Re: [x86-64 psABI]: Extend x86-64 psABI to support AVX-512


On Sat, Jul 27, 2013 at 05:44:05PM +0200, OndÅej BÃlka wrote:
> On Thu, Jul 25, 2013 at 12:50:53PM -0400, Rich Felker wrote:
> > On Thu, Jul 25, 2013 at 08:55:38AM +0200, OndÅej BÃlka wrote:
> > > On Thu, Jul 25, 2013 at 05:06:55AM +0200, Jakub Jelinek wrote:
> > > > On Wed, Jul 24, 2013 at 07:36:31PM +0200, Richard Biener wrote:
> > > > > >Make them callee saved means we need to change ld.so to
> > > > > >preserve them and we need to change unwind library to
> > > > > >support them.  It is certainly doable.
> > > > > 
> > > > > IMHO it was a mistake to not have any callee saved xmm register in the
> > > > > original abi - we should fix this at this opportunity.  Loops with
> > > > > function calls are not that uncommon.
> > > > 
> > > > I've raised that earlier already.  One issue with that beyond having to
> > > > teach unwinders about this (dynamic linker if you mean only for the lazy PLT
> > > > resolving is only a matter of whether the dynamic linker itself has been
> > > > built with a compiler that would clobber those registers anywhere) is that
> > > > as history shows, the vector registers keep growing over time.
> > > > So if we reserve now either 8 or all 16 zmm16 to zmm31 registers as call
> > > > saved, do we save them as 512 bit registers, or say 1024 bit already?
> > > 
> > > We shouldn't save them all as we would often need to unnecessarily save
> > > register in leaf function. I am fine with 8. In practice 4 should be
> > > enough for most use cases. 
> > 
> > You can't add call-saved registers without breaking the ABI, because
> > they need to be saved in the jmp_buf, which does not have space for
> > them.
> >
> Well you can. Use versioning, structure will not change and layout for
> old setjmp/longjmp is unchanged. For new setjmp we set jump address to
> jmp_buf address to distinguish it from first case. Then for each thread
> we keep a stack with extra space needed to save additional registers. 
> When setjmp/longjmp is called we prune frames from exited functions.

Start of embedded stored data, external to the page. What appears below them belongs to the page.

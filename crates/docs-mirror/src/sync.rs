//! Drives a full mirror run: manifest, per-document reconciliation, orphan
//! removal, summary.

use futures::StreamExt;

use crate::feedback::Feedback;
use crate::fetch::{FetchError, Fetcher};
use crate::local::{LocalError, LocalStore};
use crate::manifest::{DEFAULT_MANIFEST_URL, DEFAULT_URL_PATTERN, ManifestError, ManifestParser};
use crate::outcome::{OutcomeStatus, SKIP_HTML_WITHOUT_RAW, SyncOutcome};
use crate::reconcile::{self, PlannedDocument, ReconcileError};
use crate::summary::{SyncSummary, summarize};

/// Default number of documents fetched at once.
pub const DEFAULT_CONCURRENCY: usize = 10;

/// Errors that abort a whole run.
#[derive(Debug, thiserror::Error)]
pub enum SyncError {
    #[error("failed to fetch manifest: {0}")]
    ManifestFetch(#[source] FetchError),

    #[error("manifest at {0} is an HTML page with no raw URL")]
    ManifestUnavailable(String),

    #[error(transparent)]
    Manifest(#[from] ManifestError),

    #[error(transparent)]
    Reconcile(#[from] ReconcileError),

    #[error(transparent)]
    Local(#[from] LocalError),

    #[error("concurrency must be at least 1")]
    InvalidConcurrency,
}

#[derive(Debug, Clone)]
pub struct SyncOptions {
    pub manifest_url: String,
    pub url_pattern: String,
    pub concurrency: usize,
    /// Fail instead of warn when two URLs map to the same filename.
    pub strict_collisions: bool,
}

impl Default for SyncOptions {
    fn default() -> Self {
        Self {
            manifest_url: DEFAULT_MANIFEST_URL.to_owned(),
            url_pattern: DEFAULT_URL_PATTERN.to_owned(),
            concurrency: DEFAULT_CONCURRENCY,
            strict_collisions: false,
        }
    }
}

/// Result of a completed run.
#[derive(Debug, Clone)]
pub struct SyncReport {
    pub summary: SyncSummary,
    /// Per-document outcomes in completion order.
    pub outcomes: Vec<SyncOutcome>,
    pub feedback: Vec<Feedback>,
}

/// Progress notification: `(completed, total, outcome)`.
pub type ProgressFn<'a> = dyn Fn(usize, usize, &SyncOutcome) + Send + Sync + 'a;

/// Mirror the manifest's pages into `store`.
///
/// Manifest problems abort before any file is touched. Per-document fetch
/// failures become skips; local I/O errors abort the run immediately.
/// Orphans are removed only after every document has settled.
pub async fn run(
    fetcher: &dyn Fetcher,
    store: &LocalStore,
    options: &SyncOptions,
    progress: &ProgressFn<'_>,
) -> Result<SyncReport, SyncError> {
    if options.concurrency == 0 {
        return Err(SyncError::InvalidConcurrency);
    }
    let parser = ManifestParser::new(&options.url_pattern)?;

    tracing::info!(url = %options.manifest_url, "fetching manifest");
    let text = fetcher
        .fetch(&options.manifest_url)
        .await
        .map_err(SyncError::ManifestFetch)?
        .ok_or_else(|| SyncError::ManifestUnavailable(options.manifest_url.clone()))?;
    let manifest = parser.parse(&text)?;
    tracing::info!(pages = manifest.len(), "parsed manifest");

    let existing = store.list()?;
    let plan = reconcile::plan(&manifest, &existing, options.strict_collisions)?;

    let mut feedback = vec![Feedback::info(format!(
        "manifest lists {} pages",
        manifest.len()
    ))];
    feedback.extend(plan.collisions.iter().map(|c| {
        Feedback::warning(format!(
            "{} URLs map to {}; kept {}",
            c.urls.len(),
            c.filename,
            c.urls.last().map(String::as_str).unwrap_or_default()
        ))
    }));

    let total = plan.documents.len();
    let mut outcomes = Vec::with_capacity(total);
    let mut pending = futures::stream::iter(&plan.documents)
        .map(|doc| sync_document(fetcher, store, doc))
        .buffer_unordered(options.concurrency);

    while let Some(result) = pending.next().await {
        let outcome = result?;
        progress(outcomes.len() + 1, total, &outcome);
        if let OutcomeStatus::Skipped { reason } = &outcome.status {
            let message = format!("skipped {}: {reason}", outcome.filename);
            feedback.push(if reason == SKIP_HTML_WITHOUT_RAW {
                Feedback::warning(message)
            } else {
                Feedback::error(message)
            });
        }
        outcomes.push(outcome);
    }

    let orphans = reconcile::orphans(&existing, &plan.expected_filenames());
    for filename in &orphans {
        tracing::debug!(filename = %filename, "removing orphan");
        store.remove(filename).await?;
    }
    if !orphans.is_empty() {
        feedback.push(Feedback::info(format!(
            "removed {} pages no longer in the manifest",
            orphans.len()
        )));
    }

    let summary = summarize(&outcomes, &orphans);
    tracing::info!(
        added = summary.added.len(),
        updated = summary.updated.len(),
        removed = summary.removed.len(),
        unchanged = summary.unchanged,
        skipped = summary.skipped.len(),
        "sync finished"
    );

    Ok(SyncReport {
        summary,
        outcomes,
        feedback,
    })
}

async fn sync_document(
    fetcher: &dyn Fetcher,
    store: &LocalStore,
    doc: &PlannedDocument,
) -> Result<SyncOutcome, LocalError> {
    let remote = match fetcher.fetch(&doc.url).await {
        Ok(Some(content)) => content,
        Ok(None) => {
            tracing::warn!(url = %doc.url, "HTML response without raw URL");
            return Ok(SyncOutcome::new(
                &doc.filename,
                OutcomeStatus::skipped(SKIP_HTML_WITHOUT_RAW),
            ));
        }
        Err(e) => {
            tracing::warn!(url = %doc.url, error = %e, "fetch failed");
            return Ok(SyncOutcome::new(
                &doc.filename,
                OutcomeStatus::skipped(format!("fetch failed: {e}")),
            ));
        }
    };

    let local = store.read(&doc.filename).await?;
    let status = reconcile::classify(&remote, local.as_deref(), doc.existed_locally);
    if status.is_write() {
        store.write(&doc.filename, &remote).await?;
    }
    tracing::debug!(filename = %doc.filename, %status, "reconciled");

    Ok(SyncOutcome::new(&doc.filename, status))
}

This required unbounded storage which does not exist. From a practical
standpoint you would either have to reserve a huge amount of storage
(e.g. double the allocated thread stack size and use half of it as
reserved space for jmp_buf) or make the calling program crash when the
small, reasonable amount of reserved space is exhausted. The latter is
highly unacceptable since the main purpose (IMO:) of jmp_buf is to
work around bad library code that can't handle resource exhaustion by
replacing its 'xmalloc' type functions with ones that longjmp to a
thread-local jmp_buf set by the caller (e.g. this is the only way to
use glib robustly).

By the way, I do have another horrible idea for how you could do it.
glibc's jmp_buf is actually a sigjmp_buf and contains 120 wasted bytes
of sigset_t for nonexistant HURD signals. So you could store a few
registers after the actually-used part of the sigset_t.

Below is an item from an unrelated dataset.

pub mod client;
pub mod retry;

pub use client::{HttpFetcher, RAW_DOWNLOAD_HEADER};
pub use retry::RetryPolicy;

> > Also, unless you add them at the same time the registers are added to
> > the machine (so there's no existing code using those registers),
> > you'll have ABI problems like this: function using the new call-saved
> > registers calls qsort, which calls application code, which assumes the
> > registers are call-clobbered and clobbers them; after qsort returns,
> > the original caller's state is gone.
> >
> What are you talking about? Do you mean that user wrongly marked qsort
> as a function that does not clobber arguments?

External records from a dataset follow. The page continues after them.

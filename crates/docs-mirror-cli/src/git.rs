use std::path::PathBuf;
use std::process::Command;

use anyhow::{Context, Result, bail};

/// Runs `git` in a fixed repository directory.
pub struct Git {
    root: PathBuf,
}

impl Git {
    pub fn new(root: impl Into<PathBuf>) -> Self {
        Self { root: root.into() }
    }

    /// Run git and return stdout. Only trailing whitespace is trimmed, since
    /// porcelain output starts with significant spaces.
    pub fn run(&self, args: &[&str]) -> Result<String> {
        tracing::debug!(?args, "git");
        let output = Command::new("git")
            .args(args)
            .current_dir(&self.root)
            .output()
            .context("failed to run git")?;

        if !output.status.success() {
            let stderr = String::from_utf8_lossy(&output.stderr);
            bail!("git {} failed: {}", args.join(" "), stderr.trim());
        }

        Ok(String::from_utf8_lossy(&output.stdout).trim_end().to_owned())
    }

    /// `git status --porcelain` scoped to `path`, listing untracked files individually.
    pub fn status_porcelain(&self, path: &str) -> Result<String> {
        self.run(&["status", "--porcelain", "--untracked-files=all", "--", path])
    }

    /// `git diff --name-status HEAD` scoped to `path`.
    pub fn diff_name_status(&self, path: &str) -> Result<String> {
        self.run(&["diff", "--name-status", "HEAD", "--", path])
    }

    /// `git diff --numstat` for one file.
    pub fn numstat(&self, path: &str) -> Result<String> {
        self.run(&["diff", "--numstat", "--", path])
    }

    pub fn add(&self, paths: &[String]) -> Result<()> {
        let mut args = vec!["add", "--"];
        args.extend(paths.iter().map(String::as_str));
        self.run(&args).map(|_| ())
    }

    pub fn commit(&self, subject: &str, body: &str) -> Result<()> {
        self.run(&["commit", "-m", subject, "-m", body]).map(|_| ())
    }
}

OK, you're obviously thinking of some kind of special way of tagging
individual functions as preserving new registers, rather than whole
object or shared library files, in which case it's plausible that you
can make this part work.

Rich


Index Nav: [Date Index] [Subject Index] [Author Index] [Thread Index]
Message Nav: [Date Prev] [Date Next] [Thread Prev] [Thread Next]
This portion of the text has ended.